V8 hash seed timing attack

Wed Jan 18 2017 19:00:00 GMT-0500 (EST)

Moment of History

There is a mostly forgotten security issue that was fixed in Node.js back in 2012. It was originally announced on the 28c3 conference December, 2011 and the final fix landed in January, 2012.

In few words, the most of dynamic languages use either bucket lists or open addressing variants of hash tables. V8 uses the latter one, and in such case when VM is asked to insert a property into an object it does the following sequence of actions:

  1. Compute the hash of the key (quite often with a Jenkins hash)
  2. Clear the high bits of the hash value
  3. Use it as an index in the internal array
  4. Find unused slot in that array
  5. Insert the key/value pair at that slot.

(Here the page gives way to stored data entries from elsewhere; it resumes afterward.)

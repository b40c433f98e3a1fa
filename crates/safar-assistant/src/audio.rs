//! Inbound audio clip decoding.
//!
//! Browsers send recordings as data URLs (`data:audio/webm;base64,...`).
//! Decoding strips the prefix, base64-decodes the payload, and carries
//! the MIME type through to the gateway as an inline part.

use base64::engine::general_purpose::STANDARD;
use base64::Engine;

use crate::error::AssistantError;

/// Default MIME type when the payload carries no data-URL prefix.
const DEFAULT_MIME_TYPE: &str = "audio/webm";

/// A decoded audio clip ready to attach to a model turn.
#[derive(Debug, Clone, PartialEq, Eq)]
pub struct AudioClip {
    pub mime_type: String,
    pub data: Vec<u8>,
}

impl AudioClip {
    /// Decode a base64 payload, with or without a `data:` URL prefix.
    ///
    /// `data:audio/webm;base64,AAAA` yields MIME `audio/webm`; a bare
    /// base64 string is accepted with the default MIME type.
    pub fn from_base64(raw: &str) -> Result<AudioClip, AssistantError> {
        let (mime_type, payload) = match raw.split_once(',') {
            Some((prefix, payload)) => (parse_mime(prefix), payload),
            None => (DEFAULT_MIME_TYPE.to_string(), raw),
        };

        let data = STANDARD
            .decode(payload.trim())
            .map_err(|e| AssistantError::AudioDecode(e.to_string()))?;

        if data.is_empty() {
            return Err(AssistantError::AudioDecode(
                "audio payload is empty".to_string(),
            ));
        }

        Ok(AudioClip { mime_type, data })
    }
}

/// Pull the MIME type out of a `data:<mime>;base64` prefix.
fn parse_mime(prefix: &str) -> String {
    prefix
        .strip_prefix("data:")
        .and_then(|rest| rest.split(';').next())
        .filter(|mime| !mime.is_empty())
        .unwrap_or(DEFAULT_MIME_TYPE)
        .to_string()
}

#[cfg(test)]
mod tests {
    use super::*;

    #[test]
    fn test_decode_data_url() {
        let raw = format!("data:audio/webm;base64,{}", STANDARD.encode(b"audio-bytes"));
        let clip = AudioClip::from_base64(&raw).unwrap();
        assert_eq!(clip.mime_type, "audio/webm");
        assert_eq!(clip.data, b"audio-bytes");
    }

    #[test]
    fn test_decode_other_mime_type() {
        let raw = format!("data:audio/ogg;codecs=opus;base64,{}", STANDARD.encode(b"x"));
        let clip = AudioClip::from_base64(&raw).unwrap();
        assert_eq!(clip.mime_type, "audio/ogg");
    }

    #[test]
    fn test_decode_bare_base64() {
        let clip = AudioClip::from_base64(&STANDARD.encode(b"plain")).unwrap();
        assert_eq!(clip.mime_type, "audio/webm");
        assert_eq!(clip.data, b"plain");
    }

    #[test]
    fn test_invalid_base64_fails() {
        let err = AudioClip::from_base64("data:audio/webm;base64,!!!not-base64!!!").unwrap_err();
        assert!(matches!(err, AssistantError::AudioDecode(_)));
    }

    #[test]
    fn test_empty_payload_fails() {
        let err = AudioClip::from_base64("data:audio/webm;base64,").unwrap_err();
        assert!(matches!(err, AssistantError::AudioDecode(_)));
    }

    #[test]
    fn test_malformed_prefix_falls_back_to_default_mime() {
        let raw = format!("not-a-data-url,{}", STANDARD.encode(b"x"));
        let clip = AudioClip::from_base64(&raw).unwrap();
        assert_eq!(clip.mime_type, "audio/webm");
    }

    #[test]
    fn test_whitespace_around_payload_tolerated() {
        let raw = format!("data:audio/webm;base64, {} ", STANDARD.encode(b"x"));
        let clip = AudioClip::from_base64(&raw).unwrap();
        assert_eq!(clip.data, b"x");
    }
}
//! Application state shared across all route handlers.
//!
//! AppState holds the turn orchestrator and server metadata. It is passed
//! to handlers via axum's State extractor.

use std::sync::Arc;
use std::time::Instant;

use safar_assistant::TurnOrchestrator;

/// Shared application state.
///
/// The orchestrator is internally synchronized, so handlers clone the
/// state freely across tasks.
#[derive(Clone)]
pub struct AppState {
    /// The turn orchestration core.
    pub orchestrator: Arc<TurnOrchestrator>,
    /// Server start time for uptime calculation.
    pub start_time: Instant,
}

impl AppState {
    pub fn new(orchestrator: TurnOrchestrator) -> Self {
        Self {
            orchestrator: Arc::new(orchestrator),
            start_time: Instant::now(),
        }
    }
}
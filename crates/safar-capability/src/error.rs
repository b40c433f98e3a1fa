//! Error types for capability resolution and invocation.

use safar_core::error::SafarError;

/// Errors from capability handler lookup and execution.
#[derive(Debug, thiserror::Error)]
pub enum CapabilityError {
    #[error("No capability registered under name: {0}")]
    Unknown(String),
    #[error("Argument validation failed: {0}")]
    InvalidArgs(String),
    #[error("Capability handler failed: {0}")]
    Failed(String),
}

impl From<CapabilityError> for SafarError {
    fn from(err: CapabilityError) -> Self {
        SafarError::Capability(err.to_string())
    }
}
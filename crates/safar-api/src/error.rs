//! API error types and JSON error response formatting.
//!
//! ApiError provides a consistent JSON error response format across all
//! endpoints, mapping internal errors to appropriate HTTP status codes.

use axum::http::StatusCode;
use axum::response::{IntoResponse, Response};
use axum::Json;
use serde::Serialize;

/// JSON error response body.
#[derive(Debug, Serialize)]
pub struct ErrorBody {
    /// Machine-readable error code (e.g., "bad_request").
    pub error: String,
    /// Human-readable error message.
    pub message: String,
}

/// API error type that maps to HTTP status codes and JSON responses.
#[derive(Debug)]
pub enum ApiError {
    /// 400 Bad Request - missing or invalid parameters.
    BadRequest(String),
    /// 500 Internal Server Error - unexpected server error.
    Internal(String),
}

impl IntoResponse for ApiError {
    fn into_response(self) -> Response {
        let (status, error_code, message) = match self {
            ApiError::BadRequest(msg) => (StatusCode::BAD_REQUEST, "bad_request", msg),
            ApiError::Internal(msg) => (StatusCode::INTERNAL_SERVER_ERROR, "internal_error", msg),
        };

        let body = ErrorBody {
            error: error_code.to_string(),
            message,
        };

        (status, Json(body)).into_response()
    }
}

impl From<safar_core::error::SafarError> for ApiError {
    fn from(err: safar_core::error::SafarError) -> Self {
        match &err {
            safar_core::error::SafarError::Api(msg) => ApiError::BadRequest(msg.clone()),
            _ => ApiError::Internal(err.to_string()),
        }
    }
}
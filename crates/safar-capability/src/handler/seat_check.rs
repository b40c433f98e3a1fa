//! `check_seat_availability` capability.
//!
//! Answers whether one specific seat is still open on a dated departure.

use std::sync::Arc;

use async_trait::async_trait;
use serde_json::{json, Value};

use crate::error::CapabilityError;
use crate::handler::required_str;
use crate::registry::{Capability, FunctionDeclaration};
use crate::timetable::Timetable;

/// Handler for single-seat availability checks.
pub struct SeatAvailabilityHandler {
    timetable: Arc<Timetable>,
}

impl SeatAvailabilityHandler {
    pub fn new(timetable: Arc<Timetable>) -> Self {
        Self { timetable }
    }
}

#[async_trait]
impl Capability for SeatAvailabilityHandler {
    fn name(&self) -> &'static str {
        "check_seat_availability"
    }

    fn declaration(&self) -> FunctionDeclaration {
        FunctionDeclaration {
            name: self.name().to_string(),
            description: "Check whether one specific seat is still open on a dated \
                          departure."
                .to_string(),
            parameters: json!({
                "type": "object",
                "properties": {
                    "starting_point": { "type": "string" },
                    "destination": { "type": "string" },
                    "date": { "type": "string", "description": "YYYY-MM-DD" },
                    "departure_time": { "type": "string", "description": "HH:MM" },
                    "seat_number": { "type": "string", "description": "Seat id, e.g. 4C" }
                },
                "required": [
                    "starting_point",
                    "destination",
                    "date",
                    "departure_time",
                    "seat_number"
                ]
            }),
        }
    }

    async fn invoke(
        &self,
        args: &serde_json::Map<String, Value>,
    ) -> Result<Value, CapabilityError> {
        let starting_point = required_str(args, "starting_point")?;
        let destination = required_str(args, "destination")?;
        let date = required_str(args, "date")?;
        let departure_time = required_str(args, "departure_time")?;
        let seat_number = required_str(args, "seat_number")?;

        let available = self.timetable.seat_available(
            starting_point,
            destination,
            date,
            departure_time,
            seat_number,
        );
        tracing::info!(seat_number = %seat_number, available, "Seat check");

        Ok(json!({
            "seat_number": seat_number.to_uppercase(),
            "available": available,
            "valid_seat": Timetable::is_valid_seat(seat_number),
        }))
    }
}
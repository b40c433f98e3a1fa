//! Gemini REST backend for the model gateway.
//!
//! Implements the `ModelGateway`/`ModelSession` traits on top of the
//! `generateContent` endpoint. Sessions are stateless on the wire: each
//! turn replays the accumulated content history, so conversational
//! memory lives entirely in this crate.

pub mod client;
pub mod wire;

pub use client::{GeminiGateway, GeminiSession};
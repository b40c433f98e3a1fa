//! Structured-reply extraction from raw model text.
//!
//! The completion engine is asked for a JSON envelope but only loosely
//! honors that, so extraction runs a deterministic three-stage cascade,
//! first success wins:
//!
//! 1. parse the entire text as JSON;
//! 2. parse the interior of the first fenced code block (``` or ```json);
//! 3. parse the greedy span from the first `{` to the last `}`.
//!
//! A parsed object missing optional fields is accepted as-is. If every
//! stage fails the caller degrades to a plain-text reply; extraction
//! never raises past the orchestrator.

use regex::Regex;
use serde::Deserialize;

use safar_core::types::BookingPatch;

use crate::error::AssistantError;

/// The structured payload pulled out of one model turn.
#[derive(Debug, Clone, Default, PartialEq, Deserialize)]
pub struct ExtractedReply {
    #[serde(default)]
    pub narration: String,
    #[serde(
        default,
        rename = "updatedBookingDetails",
        alias = "updated_booking_details"
    )]
    pub updated_booking_details: Option<BookingPatch>,
    #[serde(default, rename = "bookingComplete", alias = "booking_complete")]
    pub booking_complete: bool,
    #[serde(default)]
    pub booking_id: Option<String>,
    #[serde(default)]
    pub confirmation_code: Option<String>,
}

/// Three-stage lenient JSON envelope parser.
pub struct ResponseExtractor {
    fenced_block: Regex,
}

impl Default for ResponseExtractor {
    fn default() -> Self {
        Self::new()
    }
}

impl ResponseExtractor {
    pub fn new() -> Self {
        Self {
            // Interior of the first triple-backtick block, optionally
            // tagged `json`.
            fenced_block: Regex::new(r"(?s)```(?:json)?\s*(.*?)\s*```")
                .expect("fenced block pattern is valid"),
        }
    }

    /// Run the cascade over raw model text.
    pub fn extract(&self, raw: &str) -> Result<ExtractedReply, AssistantError> {
        if let Ok(reply) = serde_json::from_str::<ExtractedReply>(raw) {
            tracing::debug!("Extraction succeeded via direct parse");
            return Ok(reply);
        }

        if let Some(captures) = self.fenced_block.captures(raw) {
            if let Ok(reply) = serde_json::from_str::<ExtractedReply>(&captures[1]) {
                tracing::debug!("Extraction succeeded via fenced block");
                return Ok(reply);
            }
        }

        if let Some(span) = outer_brace_span(raw) {
            if let Ok(reply) = serde_json::from_str::<ExtractedReply>(span) {
                tracing::debug!("Extraction succeeded via brace span");
                return Ok(reply);
            }
        }

        tracing::debug!(len = raw.len(), "All extraction stages failed");
        Err(AssistantError::ExtractionFailed)
    }
}

/// The substring from the first `{` through the last `}`, if both exist
/// in order.
fn outer_brace_span(raw: &str) -> Option<&str> {
    let start = raw.find('{')?;
    let end = raw.rfind('}')?;
    if end < start {
        return None;
    }
    Some(&raw[start..=end])
}
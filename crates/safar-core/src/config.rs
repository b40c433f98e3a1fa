use std::path::Path;

use serde::{Deserialize, Serialize};
use tracing::{info, warn};

use crate::error::{Result, SafarError};

/// Top-level configuration for the Safar service.
///
/// Loaded from `~/.safar/config.toml` by default. Each section corresponds
/// to a bounded context or cross-cutting concern.
#[derive(Debug, Clone, Default, Serialize, Deserialize)]
pub struct SafarConfig {
    #[serde(default)]
    pub general: GeneralConfig,
    #[serde(default)]
    pub model: ModelConfig,
    #[serde(default)]
    pub assistant: AssistantConfig,
}

impl SafarConfig {
    /// Load configuration from a TOML file.
    ///
    /// Returns an error if the file cannot be read or parsed.
    pub fn load(path: &Path) -> Result<Self> {
        let content = std::fs::read_to_string(path)?;
        let config: SafarConfig = toml::from_str(&content)?;
        info!("Configuration loaded from {}", path.display());
        Ok(config)
    }

    /// Load configuration from a TOML file, falling back to defaults if the
    /// file does not exist or cannot be parsed.
    pub fn load_or_default(path: &Path) -> Self {
        match Self::load(path) {
            Ok(config) => config,
            Err(e) => {
                warn!(
                    "Failed to load config from {}: {}. Using defaults.",
                    path.display(),
                    e
                );
                Self::default()
            }
        }
    }

    /// Save the current configuration to a TOML file.
    pub fn save(&self, path: &Path) -> Result<()> {
        if let Some(parent) = path.parent() {
            std::fs::create_dir_all(parent)?;
        }
        let content = toml::to_string_pretty(self).map_err(|e| SafarError::Config(e.to_string()))?;
        std::fs::write(path, content)?;
        info!("Configuration saved to {}", path.display());
        Ok(())
    }
}

/// General application settings.
#[derive(Debug, Clone, Serialize, Deserialize)]
#[serde(default)]
pub struct GeneralConfig {
    /// Address the HTTP server binds to.
    pub bind_addr: String,
    /// HTTP server port.
    pub port: u16,
    /// Log level: trace, debug, info, warn, error.
    pub log_level: String,
}

impl Default for GeneralConfig {
    fn default() -> Self {
        Self {
            bind_addr: "127.0.0.1".to_string(),
            port: 3000,
            log_level: "info".to_string(),
        }
    }
}

/// Generative model settings.
#[derive(Debug, Clone, Serialize, Deserialize)]
#[serde(default)]
pub struct ModelConfig {
    /// Environment variable holding the API key. The key itself never lives
    /// in the config file.
    pub api_key_env: String,
    /// Model identifier sent to the completion engine.
    pub model: String,
    /// Upper bound on generated tokens per turn.
    pub max_output_tokens: u32,
    /// HTTP request timeout in seconds for model calls.
    pub request_timeout_secs: u64,
}

impl Default for ModelConfig {
    fn default() -> Self {
        Self {
            api_key_env: "GEMINI_API_KEY".to_string(),
            model: "gemini-2.0-flash".to_string(),
            max_output_tokens: 2048,
            request_timeout_secs: 60,
        }
    }
}

/// Turn orchestration settings.
#[derive(Debug, Clone, Serialize, Deserialize)]
#[serde(default)]
pub struct AssistantConfig {
    /// Minutes of inactivity after which a chat session is dropped.
    pub session_ttl_minutes: u32,
    /// Maximum characters of raw model text used as narration when JSON
    /// extraction fails.
    pub narration_fallback_chars: usize,
    /// Maximum decoded audio clip size in bytes.
    pub max_audio_bytes: usize,
}

impl Default for AssistantConfig {
    fn default() -> Self {
        Self {
            session_ttl_minutes: 30,
            narration_fallback_chars: 500,
            max_audio_bytes: 25 * 1024 * 1024,
        }
    }
}
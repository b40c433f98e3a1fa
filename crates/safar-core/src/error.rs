use thiserror::Error;

/// Top-level error type for the Safar system.
///
/// Each variant wraps a subsystem-specific error. Subsystem crates define
/// their own error types and implement `From<SubsystemError> for SafarError`
/// so that the `?` operator works seamlessly across crate boundaries.
#[derive(Debug, Error)]
#[non_exhaustive]
pub enum SafarError {
    #[error("Configuration error: {0}")]
    Config(String),

    #[error("Capability error: {0}")]
    Capability(String),

    #[error("Gateway error: {0}")]
    Gateway(String),

    #[error("Extraction error: {0}")]
    Extraction(String),

    #[error("Audio error: {0}")]
    Audio(String),

    #[error("API error: {0}")]
    Api(String),

    #[error("I/O error: {0}")]
    Io(#[from] std::io::Error),

    #[error("Serialization error: {0}")]
    Serialization(String),
}

impl From<toml::de::Error> for SafarError {
    fn from(err: toml::de::Error) -> Self {
        SafarError::Config(err.to_string())
    }
}

impl From<toml::ser::Error> for SafarError {
    fn from(err: toml::ser::Error) -> Self {
        SafarError::Config(err.to_string())
    }
}

impl From<serde_json::Error> for SafarError {
    fn from(err: serde_json::Error) -> Self {
        SafarError::Serialization(err.to_string())
    }
}

/// A specialized `Result` type for Safar operations.
pub type Result<T> = std::result::Result<T, SafarError>;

This sounds pretty much OK, except for the step 4. One may ask: What if the target slot is way too far from the index in the step 3? The answer is: it will take more time to do such insertion.

Do you see where it is going?

Collision attacks

If the attacker can insert many keys like these into the hash table - the whole procedure is going be much slower than usual (20x slower in some cases). During this time Node.js will be blocked, and performing such insertions one after another leads directly to Denial of Service attack. To put it in concrete context: req.headers in http.Server is populated with user data, and is thus susceptible to this kind of attack.

How does one generate such keys? Trivial and fast brute-force could generate as many keys as needed to give desired "collisions" given that attacker knows what hash function is used by VM.

What was done to fix it in V8/Node.js? Together with V8 team we added seeds to all hash tables used in V8, and made sure that they are randomized on the process start.

Inspiration for an Experiment

After reading this Perl blog post I thought that it would be funny to carry out an actual hash seed extraction out of the live node.js process: first - locally within the process itself, second - from http server on the same machine, third - remotely (no luck so far). Knowing the seed means being able to craft the collisions, and this gets us back to DoS problem.

Numerous code paths in V8 have been tried, until I stumbled upon a particular function. There V8 puts a new property into an internal list called DescriptorArray. For performance reasons properties in that array must be sorted, and since V8 extends the array - it has to shift all bigger properties to the right to make space for the new one.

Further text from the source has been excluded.